Court grants stay of execution

http://news.enquirer.com/apps/pbcs.dll/article?AID=/20061202/NEWS01/612020369/1056/COL02


Court grants stay of execution

Local killer gets more time; victim's family scorns ruling

BY ANNIE HALL | ENQUIRER COLUMBUS BUREAU

Cincinnati killer Jerome Henderson, scheduled to be executed by the state Tuesday, may have received some extra life Friday when the 6th Circuit Court of Appeals granted him a stay of execution.

The Ohio Attorney General's office is immediately appealing the stay hoping they can keep the execution on schedule, said spokesman Bob Beasley.

The Cincinnati-based court did not give a reason for its 2-1 ruling. Judge Alice Batchelder dissented.


"I think this is a waste of taxpayers' money," said Shirley Acoff, the victim's sister. "How would those judges feel if, 21 years after Henderson had killed their sister, their family was still being tortured by her death while he gets to live and the taxpayers support him?"

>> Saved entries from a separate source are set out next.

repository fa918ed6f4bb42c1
use crate::provider::{Credentials, UserPoolConfig};
use anyhow::{Context, Result};
use clap::{Arg, Command};
use secrecy::SecretString;
use std::time::Duration;
use url::Url;

pub const ARG_REGION: &str = "provider-region";
pub const ARG_POOL_ID: &str = "provider-pool-id";
pub const ARG_CLIENT_ID: &str = "provider-client-id";
pub const ARG_CLIENT_SECRET: &str = "provider-client-secret";
pub const ARG_ACCESS_KEY_ID: &str = "provider-access-key-id";
pub const ARG_SECRET_ACCESS_KEY: &str = "provider-secret-access-key";
pub const ARG_SESSION_TOKEN: &str = "provider-session-token";
pub const ARG_ENDPOINT: &str = "provider-endpoint";
pub const ARG_TIMEOUT: &str = "provider-timeout";

#[must_use]
pub fn with_args(command: Command) -> Command {
    command
        .arg(
            Arg::new(ARG_REGION)
                .long(ARG_REGION)
                .help("User pool region, for example eu-west-1")
                .env("ROSTER_PROVIDER_REGION")
                .required(true),
        )
        .arg(
            Arg::new(ARG_POOL_ID)
                .long(ARG_POOL_ID)
                .help("User pool id")
                .env("ROSTER_PROVIDER_POOL_ID")
                .required(true),
        )
        .arg(
            Arg::new(ARG_CLIENT_ID)
                .long(ARG_CLIENT_ID)
                .help("App client id")
                .env("ROSTER_PROVIDER_CLIENT_ID")
                .required(true),
        )
        .arg(
            Arg::new(ARG_CLIENT_SECRET)
                .long(ARG_CLIENT_SECRET)
                .help("App client secret, used to compute SECRET_HASH")
                .env("ROSTER_PROVIDER_CLIENT_SECRET")
                .hide_env_values(true)
                .required(true),
        )
        .arg(
            Arg::new(ARG_ACCESS_KEY_ID)
                .long(ARG_ACCESS_KEY_ID)
                .help("Access key id for signed admin calls")
                .env("ROSTER_PROVIDER_ACCESS_KEY_ID")
                .required(true),
        )
        .arg(
            Arg::new(ARG_SECRET_ACCESS_KEY)
                .long(ARG_SECRET_ACCESS_KEY)
                .help("Secret access key for signed admin calls")
                .env("ROSTER_PROVIDER_SECRET_ACCESS_KEY")
                .hide_env_values(true)
                .required(true),
        )
        .arg(
            Arg::new(ARG_SESSION_TOKEN)
                .long(ARG_SESSION_TOKEN)
                .help("Session token for temporary credentials")
                .env("ROSTER_PROVIDER_SESSION_TOKEN")
                .hide_env_values(true),
        )
        .arg(
            Arg::new(ARG_ENDPOINT)
                .long(ARG_ENDPOINT)
                .help("Override the regional endpoint")
                .long_help(
                    "Override the regional endpoint. Defaults to https://cognito-idp.<region>.amazonaws.com",
                )
                .env("ROSTER_PROVIDER_ENDPOINT"),
        )
        .arg(
            Arg::new(ARG_TIMEOUT)
                .long(ARG_TIMEOUT)
                .help("Provider request timeout in seconds")
                .env("ROSTER_PROVIDER_TIMEOUT")
                .default_value("10")
                .value_parser(clap::value_parser!(u64)),
        )
}

fn required(matches: &clap::ArgMatches, name: &str) -> Result<String> {
    matches
        .get_one::<String>(name)
        .cloned()
        .with_context(|| format!("missing required argument: --{name}"))
}

/// Build the user-pool configuration from parsed arguments.
///
/// # Errors
/// Returns an error if a required argument is missing or the endpoint is not a valid URL.
pub fn parse(matches: &clap::ArgMatches) -> Result<UserPoolConfig> {
    let region = required(matches, ARG_REGION)?;

    let endpoint = match matches.get_one::<String>(ARG_ENDPOINT) {
        Some(endpoint) => Url::parse(endpoint).context("invalid ROSTER_PROVIDER_ENDPOINT")?,
        None => UserPoolConfig::regional_endpoint(&region)
            .context("invalid ROSTER_PROVIDER_REGION")?,
    };

    let timeout = matches.get_one::<u64>(ARG_TIMEOUT).copied().unwrap_or(10);

    Ok(UserPoolConfig {
        endpoint,
        pool_id: required(matches, ARG_POOL_ID)?,
        client_id: required(matches, ARG_CLIENT_ID)?,
        client_secret: SecretString::from(required(matches, ARG_CLIENT_SECRET)?),
        credentials: Credentials {
            access_key_id: required(matches, ARG_ACCESS_KEY_ID)?,
            secret_access_key: SecretString::from(required(matches, ARG_SECRET_ACCESS_KEY)?),
            session_token: matches
                .get_one::<String>(ARG_SESSION_TOKEN)
                .cloned()
                .map(SecretString::from),
        },
        region,
        timeout: Duration::from_secs(timeout),
    })
}
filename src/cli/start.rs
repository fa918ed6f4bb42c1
use crate::cli::{actions::Action, commands, dispatch, telemetry};
use anyhow::Result;

/// Map verbosity count to tracing level
const fn get_verbosity_level(verbosity: u8) -> Option<tracing::Level> {
    match verbosity {
        0 => None,
        1 => Some(tracing::Level::WARN),
        2 => Some(tracing::Level::INFO),
        3 => Some(tracing::Level::DEBUG),
        _ => Some(tracing::Level::TRACE),
    }
}

/// Parse arguments, initialize telemetry and return the action to run.
///
/// # Errors
///
/// Returns an error if telemetry initialization or action dispatch fails
pub fn start() -> Result<Action> {
    let matches = commands::new().get_matches();

    let verbosity_level = get_verbosity_level(
        matches
            .get_one::<u8>(commands::logging::ARG_VERBOSITY)
            .copied()
            .unwrap_or(0),
    );

    telemetry::init(verbosity_level)?;

    dispatch::handler(&matches)
}
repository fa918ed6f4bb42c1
use clap::{builder::ValueParser, Arg, Command};

pub const ARG_VERBOSITY: &str = "verbosity";

/// Accepts either a level name or a number up to 5.
#[must_use]
pub fn validator_log_level() -> ValueParser {
    ValueParser::from(move |level: &str| -> std::result::Result<u8, String> {
        if let Ok(parsed) = level.parse::<u8>() {
            if parsed <= 5 {
                return Ok(parsed);
            }
        }

        match level.to_lowercase().as_str() {
            "error" => Ok(0),
            "warn" => Ok(1),
            "info" => Ok(2),
            "debug" => Ok(3),
            "trace" => Ok(4),
            _ => Err("invalid log level".to_string()),
        }
    })
}

#[must_use]
pub fn with_args(command: Command) -> Command {
    command.arg(
        Arg::new(ARG_VERBOSITY)
            .short('v')
            .long("verbose")
            .help("Verbosity level: ERROR, WARN, INFO, DEBUG, TRACE (default: ERROR)")
            .env("ROSTER_LOG_LEVEL")
            .global(true)
            .action(clap::ArgAction::Count)
            .value_parser(validator_log_level()),
    )
}
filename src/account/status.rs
use serde::{Deserialize, Serialize};
use std::{fmt, str::FromStr};
use utoipa::ToSchema;

/// Lifecycle state of an account.
///
/// Every state is reachable from every other one; there is no terminal state.
#[derive(Debug, Clone, Copy, PartialEq, Eq, Hash, Default, Serialize, Deserialize, ToSchema)]
#[serde(rename_all = "lowercase")]
pub enum Status {
    #[default]
    Pending,
    Active,
    Disabled,
}

impl Status {
    pub const ALL: [Self; 3] = [Self::Pending, Self::Active, Self::Disabled];

    /// Canonical token stored in the database and exchanged over the API.
    #[must_use]
    pub const fn as_str(self) -> &'static str {
        match self {
            Self::Pending => "pending",
            Self::Active => "active",
            Self::Disabled => "disabled",
        }
    }

    /// Map a token back to its state. Tokens are matched exactly.
    #[must_use]
    pub fn parse(token: &str) -> Option<Self> {
        match token {
            "pending" => Some(Self::Pending),
            "active" => Some(Self::Active),
            "disabled" => Some(Self::Disabled),
            _ => None,
        }
    }
}

impl fmt::Display for Status {
    fn fmt(&self, f: &mut fmt::Formatter<'_>) -> fmt::Result {
        f.write_str(self.as_str())
    }
}

#[derive(Debug, Clone, PartialEq, Eq, thiserror::Error)]
#[error("unknown account status: {0}")]
pub struct UnknownStatus(pub String);

impl FromStr for Status {
    type Err = UnknownStatus;

    fn from_str(s: &str) -> Result<Self, Self::Err> {
        Self::parse(s).ok_or_else(|| UnknownStatus(s.to_string()))
    }
}
//! # Roster (account management over a hosted user pool)
//!
//! `roster` keeps local records for two kinds of accounts, users and admins,
//! and exposes them over a small REST API.
//!
//! ## Users
//!
//! Users are backed by a hosted user pool. Registration, password checks,
//! confirmation codes and token issuance all happen at the provider; the local
//! row is a cache keyed by the provider subject id. The provider is always
//! called first, so the local record never claims more than the provider
//! knows (a user is only `active` locally once the pool accepted the
//! confirmation code).
//!
//! ## Admins
//!
//! Admins are local accounts with an Argon2 password hash and bearer sessions
//! stored as SHA-256 hashes.
//!
//! ## Status lifecycle
//!
//! Every account starts `pending`. Status changes go through
//! [`account::ActivationService`]; handlers never write the column directly.

pub mod account;
pub mod api;
pub mod cli;
pub mod provider;

#[allow(clippy::doc_markdown, clippy::needless_raw_string_hashes)]
pub mod built_info {
    include!(concat!(env!("OUT_DIR"), "/built.rs"));
}

pub const GIT_COMMIT_HASH: &str = match built_info::GIT_COMMIT_HASH {
    Some(hash) => hash,
    None => "unknown",
};

pub const APP_USER_AGENT: &str = concat!(env!("CARGO_PKG_NAME"), "/", env!("CARGO_PKG_VERSION"),);

#[cfg(test)]
mod tests {
    use super::*;

    #[test]
    fn test_git_commit_hash_format() {
        if GIT_COMMIT_HASH == "unknown" {
            // Acceptable in non-git build environments
            return;
        }
        assert!(
            GIT_COMMIT_HASH.chars().all(|c| c.is_ascii_hexdigit()),
            "GIT_COMMIT_HASH should be a hex string, got: {GIT_COMMIT_HASH}"
        );
        assert!(
            GIT_COMMIT_HASH.len() >= 7,
            "GIT_COMMIT_HASH should be at least 7 characters long, got: {GIT_COMMIT_HASH}"
        );
    }

    #[test]
    fn test_app_user_agent_format() {
        assert!(APP_USER_AGENT.starts_with(env!("CARGO_PKG_NAME")));
        assert!(APP_USER_AGENT.contains(env!("CARGO_PKG_VERSION")));
    }
}
//! Record operations shared by the user and admin routes.
//!
//! Handlers in `users`, `admins`, `user_auth` and `admin_auth` stay thin and
//! call into these with the account kind they serve.

use super::{name_max, Validator, PASSWORD_MIN};
use crate::{
    account::{
        normalize_email,
        password::{hash_password, placeholder_hash},
        Account, AccountKind, NewAccount, ProfileUpdate,
    },
    api::{error::ApiError, state::AppState},
};
use axum::http::StatusCode;
use serde::Deserialize;
use serde_json::Value;
use std::collections::BTreeMap;
use tracing::{info, instrument};
use utoipa::ToSchema;
use uuid::Uuid;

#[derive(Deserialize, ToSchema)]
pub struct RegisterRequest {
    pub name: Option<String>,
    pub email: Option<String>,
    pub password: Option<String>,
    pub confirm_password: Option<String>,
}

#[derive(Debug, Deserialize, ToSchema)]
pub struct UpdateRequest {
    pub name: Option<String>,
    pub email: Option<String>,
}

#[derive(Debug, Deserialize, ToSchema)]
pub struct StatusRequest {
    /// One of `pending`, `active`, `disabled`. Anything else, including a
    /// non-string value, is an invalid status rather than a malformed body.
    #[schema(value_type = Option<String>)]
    pub status: Option<Value>,
}

/// Validated registration input.
struct Registration {
    name: String,
    email: String,
    password: String,
}

/// Field rules, then uniqueness against the store. Both run before anything
/// is written locally or remotely.
async fn validate_registration(
    state: &AppState,
    kind: AccountKind,
    request: RegisterRequest,
) -> Result<Registration, ApiError> {
    let mut validator = Validator::new();

    let name = validator.required("name", request.name.as_deref());
    let name = name.trim().to_string();
    validator.max("name", &name, name_max(kind));

    let email = normalize_email(&validator.required("email", request.email.as_deref()));
    validator.email("email", &email);

    let password = validator.required("password", request.password.as_deref());
    validator.min("password", &password, PASSWORD_MIN);

    let confirm = validator.required("confirm_password", request.confirm_password.as_deref());
    validator.same("confirm_password", &confirm, "password", &password);

    validator.finish()?;

    let conflicts = state
        .accounts
        .conflicts(kind, Some(&name), Some(&email), None)
        .await?;
    let mut validator = Validator::new();
    validator.conflicts(conflicts);
    validator.finish()?;

    Ok(Registration {
        name,
        email,
        password,
    })
}

/// Register a provider-backed user: remote registration first, local insert
/// only once the provider accepted it.
#[instrument(skip_all)]
pub(crate) async fn register_user(
    state: &AppState,
    request: RegisterRequest,
) -> Result<Account, ApiError> {
    let registration = validate_registration(state, AccountKind::User, request).await?;

    let remote = state
        .provider
        .register(&registration.email, &registration.password, &BTreeMap::new())
        .await
        .map_err(|err| {
            ApiError::service(StatusCode::BAD_REQUEST, "Can't register user error", &err)
        })?;

    let account = state
        .accounts
        .create(NewAccount {
            id: remote.subject,
            kind: AccountKind::User,
            name: registration.name,
            email: registration.email,
            password_hash: placeholder_hash()?,
            provider_client_ref: Some(remote.client_ref),
        })
        .await?;

    info!(user.id = %account.id, "user registered");
    Ok(account)
}

/// Create a local admin with its real password hash.
#[instrument(skip_all)]
pub(crate) async fn create_admin(
    state: &AppState,
    request: RegisterRequest,
) -> Result<Account, ApiError> {
    let registration = validate_registration(state, AccountKind::Admin, request).await?;

    let account = state
        .accounts
        .create(NewAccount {
            id: Uuid::now_v7().to_string(),
            kind: AccountKind::Admin,
            name: registration.name,
            email: registration.email,
            password_hash: hash_password(&registration.password)?,
            provider_client_ref: None,
        })
        .await?;

    info!(admin.id = %account.id, "admin created");
    Ok(account)
}

pub(crate) async fn list(state: &AppState, kind: AccountKind) -> Result<Vec<Account>, ApiError> {
    Ok(state.accounts.list(kind).await?)
}

pub(crate) async fn find(state: &AppState, kind: AccountKind, id: &str) -> Result<Account, ApiError> {
    state
        .accounts
        .find(kind, id)
        .await?
        .ok_or_else(|| ApiError::not_found(kind, id))
}

pub(crate) async fn find_by_email(
    state: &AppState,
    kind: AccountKind,
    email: &str,
) -> Result<Account, ApiError> {
    state
        .accounts
        .find_by_email(kind, email)
        .await?
        .ok_or_else(|| ApiError::email_not_found(kind, email))
}

/// Allow-listed profile update. Uniqueness ignores the record being updated.
#[instrument(skip(state, request))]
pub(crate) async fn update(
    state: &AppState,
    kind: AccountKind,
    id: &str,
    request: UpdateRequest,
) -> Result<Account, ApiError> {
    find(state, kind, id).await?;

    let mut validator = Validator::new();
    let name = request
        .name
        .map(|name| name.trim().to_string())
        .filter(|name| !name.is_empty());
    if let Some(name) = &name {
        validator.max("name", name, name_max(kind));
    }
    let email = request
        .email
        .map(|email| normalize_email(&email))
        .filter(|email| !email.is_empty());
    if let Some(email) = &email {
        validator.email("email", email);
    }
    validator.finish()?;

    let conflicts = state
        .accounts
        .conflicts(kind, name.as_deref(), email.as_deref(), Some(id))
        .await?;
    let mut validator = Validator::new();
    validator.conflicts(conflicts);
    validator.finish()?;

    state
        .accounts
        .update_profile(kind, id, ProfileUpdate { name, email })
        .await?
        .ok_or_else(|| ApiError::not_found(kind, id))
}

pub(crate) async fn destroy(state: &AppState, kind: AccountKind, id: &str) -> Result<(), ApiError> {
    if state.accounts.delete(kind, id).await? {
        info!(account.kind = %kind, account.id = id, "account deleted");
        Ok(())
    } else {
        Err(ApiError::not_found(kind, id))
    }
}

/// Hand the requested token to the activation service; it alone writes status.
pub(crate) async fn change_status(
    state: &AppState,
    kind: AccountKind,
    id: &str,
    request: StatusRequest,
) -> Result<Account, ApiError> {
    let account = find(state, kind, id).await?;
    let requested = request
        .status
        .as_ref()
        .and_then(Value::as_str)
        .unwrap_or_default();
    state
        .activation
        .change_status(&account, requested)
        .await
        .map_err(|err| ApiError::activation(kind, err))
}
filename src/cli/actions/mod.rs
pub mod server;

mod run;

#[derive(Debug)]
pub enum Action {
    Server(server::Args),
}

impl Action {
    /// Execute the action.
    /// # Errors
    /// Returns an error if the action fails.
    pub async fn execute(self) -> anyhow::Result<()> {
        run::execute(self).await
    }
}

In March 1985, Mary Acoff was found nude in her Mt. Auburn apartment with multiple stabbings - 13 to her throat alone - her head and upper body beaten.

Witnesses reported seeing Henderson near the scene of the crime and police found Henderson's fingerprints in Acoff's kitchen and her blood on Henderson's coat, according to the prosecutor's report.

"He did it, and he's shown no remorse," said JoAnn Acoff, the victim's daughter. "The law says that the sentence for killing somebody for absolutely no reason at all is death. Why is this man still alive?"

Henderson's attorney, Dave Stebbins, said he suspected an appeal would not be successful. He said Henderson's case probably wouldn't be resolved until another case, Cooey v. Taft, is settled.

In that case, lawyers are arguing that lethal injection - Ohio's procedure for the death penalty - should be declared cruel and unusual punishment and, consequently, unconstitutional.

Since Henderson made many of the same claims regarding lethal injection, a previous court allowed Henderson to join in Cooey's case but did not stay his execution.

Ron Springman of the Hamilton County Prosecutor's office said that an oral hearing was scheduled in the Cooey case on Thursday at the 6th circuit.